use crossterm::event::{KeyCode, KeyEvent, KeyModifiers};

use crate::game::{Difficulty, Direction, Phase};

#[derive(Debug, Clone, PartialEq, Eq)]
pub enum KeyAction {
    /// Steer the snake; only produced while a game is running
    Move(Direction),
    /// Start a game with the selected difficulty
    Start,
    /// Abandon the current game and start over
    Restart,
    SelectDifficulty(Difficulty),
    NextDifficulty,
    PreviousDifficulty,
    Quit,
    None,
}

/// Maps key presses to actions. The same key can mean different things on the
/// start screen and during play.
pub struct InputHandler;

impl InputHandler {
    pub fn new() -> Self {
        Self
    }

    pub fn handle_key_event(&self, key: KeyEvent, phase: Phase) -> KeyAction {
        // Handle Ctrl+C
        if key.modifiers.contains(KeyModifiers::CONTROL) && key.code == KeyCode::Char('c') {
            return KeyAction::Quit;
        }

        match key.code {
            KeyCode::Char('q') | KeyCode::Char('Q') | KeyCode::Esc => return KeyAction::Quit,
            _ => {}
        }

        match phase {
            Phase::Start => Self::start_screen_key(key.code),
            Phase::Running => Self::running_key(key.code),
        }
    }

    fn start_screen_key(code: KeyCode) -> KeyAction {
        match code {
            KeyCode::Enter | KeyCode::Char(' ') => KeyAction::Start,
            KeyCode::Left | KeyCode::Up => KeyAction::PreviousDifficulty,
            KeyCode::Right | KeyCode::Down | KeyCode::Tab => KeyAction::NextDifficulty,
            KeyCode::Char('1') => KeyAction::SelectDifficulty(Difficulty::Easy),
            KeyCode::Char('2') => KeyAction::SelectDifficulty(Difficulty::Normal),
            KeyCode::Char('3') => KeyAction::SelectDifficulty(Difficulty::Hard),
            _ => KeyAction::None,
        }
    }

    fn running_key(code: KeyCode) -> KeyAction {
        match code {
            // Movement - Arrow keys
            KeyCode::Up => KeyAction::Move(Direction::Up),
            KeyCode::Down => KeyAction::Move(Direction::Down),
            KeyCode::Left => KeyAction::Move(Direction::Left),
            KeyCode::Right => KeyAction::Move(Direction::Right),

            // Movement - WASD
            KeyCode::Char('w') | KeyCode::Char('W') => KeyAction::Move(Direction::Up),
            KeyCode::Char('s') | KeyCode::Char('S') => KeyAction::Move(Direction::Down),
            KeyCode::Char('a') | KeyCode::Char('A') => KeyAction::Move(Direction::Left),
            KeyCode::Char('d') | KeyCode::Char('D') => KeyAction::Move(Direction::Right),

            KeyCode::Char('r') | KeyCode::Char('R') => KeyAction::Restart,

            _ => KeyAction::None,
        }
    }
}

impl Default for InputHandler {
    fn default() -> Self {
        Self::new()
    }
}

#[cfg(test)]
mod tests {
    use super::*;

    fn press(code: KeyCode) -> KeyEvent {
        KeyEvent::new(code, KeyModifiers::NONE)
    }

    #[test]
    fn test_arrow_keys_while_running() {
        let handler = InputHandler::new();

        assert_eq!(
            handler.handle_key_event(press(KeyCode::Up), Phase::Running),
            KeyAction::Move(Direction::Up)
        );
        assert_eq!(
            handler.handle_key_event(press(KeyCode::Down), Phase::Running),
            KeyAction::Move(Direction::Down)
        );
        assert_eq!(
            handler.handle_key_event(press(KeyCode::Left), Phase::Running),
            KeyAction::Move(Direction::Left)
        );
        assert_eq!(
            handler.handle_key_event(press(KeyCode::Right), Phase::Running),
            KeyAction::Move(Direction::Right)
        );
    }

    #[test]
    fn test_wasd_keys() {
        let handler = InputHandler::new();

        assert_eq!(
            handler.handle_key_event(press(KeyCode::Char('w')), Phase::Running),
            KeyAction::Move(Direction::Up)
        );
        assert_eq!(
            handler.handle_key_event(press(KeyCode::Char('a')), Phase::Running),
            KeyAction::Move(Direction::Left)
        );
        let s_upper = KeyEvent::new(KeyCode::Char('S'), KeyModifiers::SHIFT);
        assert_eq!(
            handler.handle_key_event(s_upper, Phase::Running),
            KeyAction::Move(Direction::Down)
        );
    }

    #[test]
    fn test_no_steering_on_start_screen() {
        let handler = InputHandler::new();

        assert_eq!(
            handler.handle_key_event(press(KeyCode::Left), Phase::Start),
            KeyAction::PreviousDifficulty
        );
        assert_eq!(
            handler.handle_key_event(press(KeyCode::Right), Phase::Start),
            KeyAction::NextDifficulty
        );
        assert_eq!(
            handler.handle_key_event(press(KeyCode::Char('w')), Phase::Start),
            KeyAction::None
        );
    }

    #[test]
    fn test_start_and_difficulty_keys() {
        let handler = InputHandler::new();

        assert_eq!(
            handler.handle_key_event(press(KeyCode::Enter), Phase::Start),
            KeyAction::Start
        );
        assert_eq!(
            handler.handle_key_event(press(KeyCode::Char('3')), Phase::Start),
            KeyAction::SelectDifficulty(Difficulty::Hard)
        );
        // Enter does nothing mid-game
        assert_eq!(
            handler.handle_key_event(press(KeyCode::Enter), Phase::Running),
            KeyAction::None
        );
    }

    #[test]
    fn test_quit_keys() {
        let handler = InputHandler::new();

        for phase in [Phase::Start, Phase::Running] {
            assert_eq!(handler.handle_key_event(press(KeyCode::Char('q')), phase), KeyAction::Quit);
            assert_eq!(handler.handle_key_event(press(KeyCode::Esc), phase), KeyAction::Quit);
            let ctrl_c = KeyEvent::new(KeyCode::Char('c'), KeyModifiers::CONTROL);
            assert_eq!(handler.handle_key_event(ctrl_c, phase), KeyAction::Quit);
        }
    }

    #[test]
    fn test_restart_key() {
        let handler = InputHandler::new();

        let r_upper = KeyEvent::new(KeyCode::Char('R'), KeyModifiers::SHIFT);
        assert_eq!(handler.handle_key_event(r_upper, Phase::Running), KeyAction::Restart);
        assert_eq!(
            handler.handle_key_event(press(KeyCode::Char('r')), Phase::Start),
            KeyAction::None
        );
    }
}
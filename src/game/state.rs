use std::collections::HashSet;

use super::action::Direction;
use super::config::Difficulty;

/// A cell on the game grid
#[derive(Debug, Clone, Copy, PartialEq, Eq, Hash)]
pub struct Position {
    pub x: i32,
    pub y: i32,
}

impl Position {
    pub fn new(x: i32, y: i32) -> Self {
        Self { x, y }
    }

    /// Move position by delta
    pub fn moved_by(&self, dx: i32, dy: i32) -> Self {
        Self {
            x: self.x + dx,
            y: self.y + dy,
        }
    }

    /// Move position one step in a direction
    pub fn moved_in_direction(&self, direction: Direction) -> Self {
        let (dx, dy) = direction.delta();
        self.moved_by(dx, dy)
    }
}

/// The snake in the game
#[derive(Debug, Clone, PartialEq)]
pub struct Snake {
    /// Body segments, with head at index 0
    pub body: Vec<Position>,
    /// Direction of the last completed move
    pub direction: Direction,
}

impl Snake {
    /// Create a new snake with given starting position and direction.
    /// Extra segments trail behind the head.
    pub fn new(head: Position, direction: Direction, length: usize) -> Self {
        let mut body = vec![head];

        let (dx, dy) = direction.opposite().delta();
        for i in 1..length.max(1) {
            let prev = body[i - 1];
            body.push(prev.moved_by(dx, dy));
        }

        Self { body, direction }
    }

    /// Get the head position
    pub fn head(&self) -> Position {
        self.body[0]
    }

    /// Get the tail position (last segment)
    pub fn tail(&self) -> Position {
        self.body[self.body.len() - 1]
    }

    /// Whether any segment, head and tail included, sits on `pos`
    pub fn occupies(&self, pos: Position) -> bool {
        self.body.contains(&pos)
    }

    /// Prepend a new head; drop the tail unless growing
    pub fn push_head(&mut self, head: Position, grow: bool) {
        self.body.insert(0, head);
        if !grow {
            self.body.pop();
        }
    }

    /// Get the length of the snake
    pub fn len(&self) -> usize {
        self.body.len()
    }

    /// Check if the snake is empty (never happens while a game is running)
    pub fn is_empty(&self) -> bool {
        self.body.is_empty()
    }
}

/// Time-limited, higher-value food
#[derive(Debug, Clone, Copy, PartialEq, Eq)]
pub struct Bonus {
    pub position: Position,
    /// Ticks left before the bonus disappears
    pub remaining: u32,
}

/// Two-state lifecycle of a game
#[derive(Debug, Clone, Copy, PartialEq, Eq, Default)]
pub enum Phase {
    /// Idle, waiting for the player to start
    #[default]
    Start,
    /// Timer-driven ticks are being applied
    Running,
}

/// What the snake ran into
#[derive(Debug, Clone, Copy, PartialEq, Eq)]
pub enum CollisionType {
    /// Snake left the grid
    Wall,
    /// Snake hit itself
    SelfCollision,
    /// Snake hit an obstacle
    Obstacle,
}

impl CollisionType {
    pub fn as_str(&self) -> &'static str {
        match self {
            Self::Wall => "wall",
            Self::SelfCollision => "self",
            Self::Obstacle => "obstacle",
        }
    }
}

/// Complete state of one game. Everything a renderer needs is readable from here.
#[derive(Debug, Clone, PartialEq)]
pub struct SimulationState {
    pub grid_width: usize,
    pub grid_height: usize,
    pub difficulty: Difficulty,
    pub phase: Phase,
    pub snake: Snake,
    /// Direction adopted at the start of the next tick
    pub intent: Direction,
    pub obstacles: HashSet<Position>,
    pub food: Position,
    pub bonus: Option<Bonus>,
    /// Lifetime a fresh bonus starts with, kept for the countdown fraction
    pub bonus_lifetime: u32,
    pub score: u32,
    pub foods_eaten: u32,
    pub ticks: u32,
    /// Cause of the last game over, if the game ended on a collision
    pub collision: Option<CollisionType>,
}

impl SimulationState {
    /// Create a running state with a free-standing snake and food
    pub fn new(
        snake: Snake,
        food: Position,
        grid_width: usize,
        grid_height: usize,
        bonus_lifetime: u32,
    ) -> Self {
        let intent = snake.direction;
        Self {
            grid_width,
            grid_height,
            difficulty: Difficulty::Easy,
            phase: Phase::Running,
            snake,
            intent,
            obstacles: HashSet::new(),
            food,
            bonus: None,
            bonus_lifetime,
            score: 0,
            foods_eaten: 0,
            ticks: 0,
            collision: None,
        }
    }

    /// Record the direction for the next tick. Reversals of the current
    /// direction of travel, and intents outside a running game, are ignored.
    /// Returns whether the intent was accepted.
    pub fn set_intent(&mut self, direction: Direction) -> bool {
        if self.phase != Phase::Running || self.snake.direction.is_opposite(direction) {
            return false;
        }
        self.intent = direction;
        true
    }

    pub fn is_running(&self) -> bool {
        self.phase == Phase::Running
    }

    /// Check if a position is within the grid bounds
    pub fn is_in_bounds(&self, pos: Position) -> bool {
        pos.x >= 0
            && pos.x < self.grid_width as i32
            && pos.y >= 0
            && pos.y < self.grid_height as i32
    }

    /// Check if a position is occupied by the snake
    pub fn is_occupied_by_snake(&self, pos: Position) -> bool {
        self.snake.occupies(pos)
    }

    pub fn is_obstacle(&self, pos: Position) -> bool {
        self.obstacles.contains(&pos)
    }

    /// Cells a new food or bonus must not land on
    pub fn is_blocked(&self, pos: Position) -> bool {
        self.is_occupied_by_snake(pos) || self.is_obstacle(pos)
    }

    pub fn bonus_position(&self) -> Option<Position> {
        self.bonus.map(|bonus| bonus.position)
    }

    /// Remaining share of the bonus countdown in `[0, 1]`, if a bonus is active
    pub fn bonus_fraction(&self) -> Option<f64> {
        self.bonus.map(|bonus| {
            if self.bonus_lifetime == 0 {
                0.0
            } else {
                (bonus.remaining as f64 / self.bonus_lifetime as f64).clamp(0.0, 1.0)
            }
        })
    }
}

#[cfg(test)]
mod tests {
    use super::*;

    fn running_state() -> SimulationState {
        SimulationState::new(
            Snake::new(Position::new(5, 5), Direction::Right, 3),
            Position::new(8, 8),
            20,
            20,
            50,
        )
    }

    #[test]
    fn test_position_movement() {
        let pos = Position::new(5, 5);
        assert_eq!(pos.moved_by(1, 0), Position::new(6, 5));
        assert_eq!(pos.moved_by(-1, 0), Position::new(4, 5));
        assert_eq!(pos.moved_in_direction(Direction::Down), Position::new(5, 6));
        assert_eq!(pos.moved_in_direction(Direction::Up), Position::new(5, 4));
    }

    #[test]
    fn test_snake_creation() {
        let snake = Snake::new(Position::new(5, 5), Direction::Right, 3);
        assert_eq!(snake.len(), 3);
        assert_eq!(snake.head(), Position::new(5, 5));
        assert_eq!(snake.body[1], Position::new(4, 5));
        assert_eq!(snake.tail(), Position::new(3, 5));

        let single = Snake::new(Position::new(1, 1), Direction::Up, 0);
        assert_eq!(single.len(), 1);
    }

    #[test]
    fn test_push_head() {
        let mut snake = Snake::new(Position::new(5, 5), Direction::Right, 3);

        snake.push_head(Position::new(6, 5), false);
        assert_eq!(snake.len(), 3);
        assert_eq!(snake.head(), Position::new(6, 5));
        assert_eq!(snake.tail(), Position::new(4, 5));

        snake.push_head(Position::new(7, 5), true);
        assert_eq!(snake.len(), 4);
        assert_eq!(snake.tail(), Position::new(4, 5));
    }

    #[test]
    fn test_bounds_checking() {
        let state = running_state();

        assert!(state.is_in_bounds(Position::new(0, 0)));
        assert!(state.is_in_bounds(Position::new(19, 19)));
        assert!(!state.is_in_bounds(Position::new(-1, 0)));
        assert!(!state.is_in_bounds(Position::new(20, 0)));
        assert!(!state.is_in_bounds(Position::new(0, 20)));
    }

    #[test]
    fn test_set_intent_rejects_reversal() {
        let mut state = running_state();

        assert!(!state.set_intent(Direction::Left));
        assert_eq!(state.intent, Direction::Right);

        assert!(state.set_intent(Direction::Up));
        assert_eq!(state.intent, Direction::Up);

        // Checked against the direction of travel, not the pending intent
        assert!(state.set_intent(Direction::Down));
        assert_eq!(state.intent, Direction::Down);
    }

    #[test]
    fn test_set_intent_ignored_when_idle() {
        let mut state = running_state();
        state.phase = Phase::Start;
        assert!(!state.set_intent(Direction::Up));
        assert_eq!(state.intent, Direction::Right);
    }

    #[test]
    fn test_blocked_cells() {
        let mut state = running_state();
        state.obstacles.insert(Position::new(10, 10));

        assert!(state.is_blocked(Position::new(4, 5)));
        assert!(state.is_blocked(Position::new(10, 10)));
        assert!(!state.is_blocked(Position::new(8, 8)));
    }

    #[test]
    fn test_bonus_fraction() {
        let mut state = running_state();
        assert_eq!(state.bonus_fraction(), None);

        state.bonus = Some(Bonus {
            position: Position::new(1, 1),
            remaining: 25,
        });
        assert_eq!(state.bonus_fraction(), Some(0.5));
        assert_eq!(state.bonus_position(), Some(Position::new(1, 1)));
    }
}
────────────────────────────────────────
Tell how many lines of the records above contain "derive", replying with the number only.

7